But the hors d’oeuvres had just arrived: plesiosaur wrapped in kelp, beluga smeared
over sliced maiasaur egg, little slivers of roast dodo on toast,
a dozen delicacies more. So a stampede of common-as-dirt herbivores
just couldn’t compete.
Nobody was paying much attention.
Except for the kid. He was glued to the window, staring with an
intensity remarkable even for a boy his age. I figured him to
be about ten years old.
Snagging a glass of champagne from a passing tray, I went over
to stand next to him. "Enjoying yourself, son?"
Without looking up, the kid said, "What do you think spooked them?
Was it a–?" Then he saw the wranglers in their jeeps and his face
fell. "Oh."
"We had to cheat a little to give the diners something to see."
I gestured with the wine glass past the herd, toward the distant
woods. "But there are plenty of predators lurking out there–troodons,
dromaeosaurs . . . even old Satan."
He looked up at me in silent question.
"Satan is our nickname for an injured old bull rex that’s been
hanging around the station for about a month, raiding our garbage
dump."
It was the wrong thing to say. The kid looked devastated. T. rex a scavenger! Say it ain’t so!
"A tyrannosaur is an advantageous hunter," I said, "like a lion.
When it chances upon something convenient, believe you me, it’ll
attack. And when a tyrannosaur is hurting, like old Satan is–well,
that’s about as savage and dangerous as any animal can be. It’ll
kill even when it’s not hungry."
That satisfied him. "Good," he said. "I’m glad."
In companionable silence, we stared into the woods together, looking
for moving shadows. Then the chime sounded for dinner to begin,
and I sent the kid back to his table. The last hadrosaurs were
gone by then.
He went with transparent reluctance.
The Cretaceous Ball was our big fund-raiser, a hundred thousand
dollars a seat, and in addition to the silent auction before the
meal and the dancing afterward, everybody who bought an entire
table for six was entitled to their very own paleontologist as
a kind of party favor.
I used to be a paleontologist myself, before I was promoted. Now
I patrolled the room in tux and cummerbund, making sure everything
was running smoothly.
Waiters slipped in and out of existence. You’d see them hurry
behind the screen hiding the entrance to the time funnel and then
pop out immediately on the other side, carrying heavily laden
trays. Styracosaurus medallions in mastodon mozzarella for those who liked red meat.

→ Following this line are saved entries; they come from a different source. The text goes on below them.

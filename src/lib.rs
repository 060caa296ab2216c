#![forbid(unsafe_code)]

//! # `hierarchical_models`
//!
//! Bayesian hierarchical Gaussian regression with a single grouping factor:
//! model specification with weakly informative default priors, NUTS sampling
//! across independent chains, convergence diagnostics, posterior predictive
//! simulation, and PSIS-LOO model comparison.
//!
//! The sampler, diagnostics, and LOO machinery are generic and can be reused for
//! other targets implementing [`inference::LogDensity`].

pub mod inference;
pub mod input;
pub mod loo;
pub mod models;
pub mod utils;

pub use inference::{
    CancellationToken, Chain, ConvergenceSummary, ConvergenceThresholds, DiagnosticsError,
    InferenceError, LogDensity, ParameterDiagnostics, SamplerConfig, SamplingControl, Warning,
    sample_chains, summarize_convergence,
};
pub use input::{Dataset, GroupIndex, InputError};
pub use loo::{
    LooError, LooOptions, LooResult, ParetoKCategory, ParetoKCounts, PointwiseLogLikelihood,
    psis_loo,
};
pub mod comparison {
    pub use crate::models::comparison::*;
}

pub use models::comparison::{
    ComparisonError, ComparisonRow, ComparisonTable, PointwiseDifference, compare_models,
    pointwise_elpd_difference, render_comparison_table,
};

pub use models::mixed::{
    FitCache, FitReport, FitSnapshot, FittedModel, MemoryFitCache, ModelError, ModelSpec,
    ParameterClass, ParameterLayout, ParameterSummary, PosteriorSampleSet, PredictionData,
    PredictiveCheck, PredictiveOptions, PredictiveSampleSet, Prior, RandomStructure, SpecError,
    Term, fit_model, fit_model_with_thresholds, fit_or_load, predictive_check,
    render_posterior_summary, simulate_posterior_predictive,
};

Archaeopteryx almondine for those who preferred white. Raddichio
and fennel for the vegetarians.
All to the accompaniment of music, pleasant chitchat, and the
best view in the universe.
Donald Hawkins had been assigned to the kid’s table–the de Cherville
Family. According to the seating plan the heavy, phlegmatic man
was Gerard, the money-making paterfamilias. The woman beside him was Danielle, once his trophy wife, now
aging gracefully. Beside them were two guests–the Cadigans–who
looked a little overwhelmed by everything and were probably a
favored employee and spouse. They didn’t say much. A sullen daughter,
Melusine, in a little black dress that casually displayed her
perfect breasts. She looked bored and restless–trouble incarnate.
And there was the kid, given name Philippe.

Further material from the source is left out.